→ **EXERCISE GOAL**
Go through the lines below and copy any that hold the string "route".
═════ SOURCE DATA
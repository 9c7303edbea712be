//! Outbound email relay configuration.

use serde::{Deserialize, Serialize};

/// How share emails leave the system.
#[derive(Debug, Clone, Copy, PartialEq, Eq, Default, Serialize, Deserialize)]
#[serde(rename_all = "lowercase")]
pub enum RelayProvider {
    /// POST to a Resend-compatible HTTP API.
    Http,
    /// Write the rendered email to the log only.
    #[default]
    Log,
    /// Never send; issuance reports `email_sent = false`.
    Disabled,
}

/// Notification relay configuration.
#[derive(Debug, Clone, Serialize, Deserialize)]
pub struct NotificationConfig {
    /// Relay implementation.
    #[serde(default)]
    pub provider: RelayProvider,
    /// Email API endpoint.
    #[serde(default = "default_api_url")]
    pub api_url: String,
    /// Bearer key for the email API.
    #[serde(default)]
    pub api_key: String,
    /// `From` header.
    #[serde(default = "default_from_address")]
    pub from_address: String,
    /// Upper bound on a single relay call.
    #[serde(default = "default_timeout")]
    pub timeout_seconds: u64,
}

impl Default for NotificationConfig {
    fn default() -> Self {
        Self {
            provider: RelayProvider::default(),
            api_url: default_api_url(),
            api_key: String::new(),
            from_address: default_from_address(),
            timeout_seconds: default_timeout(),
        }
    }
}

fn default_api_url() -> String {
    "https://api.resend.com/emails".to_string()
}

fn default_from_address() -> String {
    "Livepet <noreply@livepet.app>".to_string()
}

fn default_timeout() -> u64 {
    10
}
══════════
═════ SOURCE DATA
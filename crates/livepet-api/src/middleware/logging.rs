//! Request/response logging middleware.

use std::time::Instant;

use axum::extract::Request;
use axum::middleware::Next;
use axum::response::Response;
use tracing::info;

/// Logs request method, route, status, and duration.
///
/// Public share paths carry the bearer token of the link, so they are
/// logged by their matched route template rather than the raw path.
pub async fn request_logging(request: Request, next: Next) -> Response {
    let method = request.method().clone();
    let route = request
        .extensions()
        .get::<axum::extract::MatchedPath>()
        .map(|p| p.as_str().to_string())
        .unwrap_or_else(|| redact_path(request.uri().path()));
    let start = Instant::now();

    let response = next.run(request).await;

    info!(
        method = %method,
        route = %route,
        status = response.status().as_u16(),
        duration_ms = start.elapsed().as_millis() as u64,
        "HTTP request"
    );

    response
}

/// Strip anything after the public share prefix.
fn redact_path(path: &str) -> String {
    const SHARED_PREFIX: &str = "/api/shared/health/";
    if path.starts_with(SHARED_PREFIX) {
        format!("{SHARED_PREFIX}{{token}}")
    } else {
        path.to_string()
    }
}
══════════
═════ SOURCE DATA
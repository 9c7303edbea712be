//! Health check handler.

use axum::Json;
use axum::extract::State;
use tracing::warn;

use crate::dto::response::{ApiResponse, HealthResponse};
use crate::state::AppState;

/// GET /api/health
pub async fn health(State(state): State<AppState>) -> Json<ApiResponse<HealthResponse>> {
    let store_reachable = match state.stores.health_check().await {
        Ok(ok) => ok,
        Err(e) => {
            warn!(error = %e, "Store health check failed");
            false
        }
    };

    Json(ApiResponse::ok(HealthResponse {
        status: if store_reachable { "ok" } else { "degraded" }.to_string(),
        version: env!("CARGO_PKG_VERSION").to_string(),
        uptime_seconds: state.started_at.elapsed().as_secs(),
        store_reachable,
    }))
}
══════════
→ **TASK RESULT**
/// Logs request method, route, status, and duration.
/// logged by their matched route template rather than the raw path.
    let route = request
        route = %route,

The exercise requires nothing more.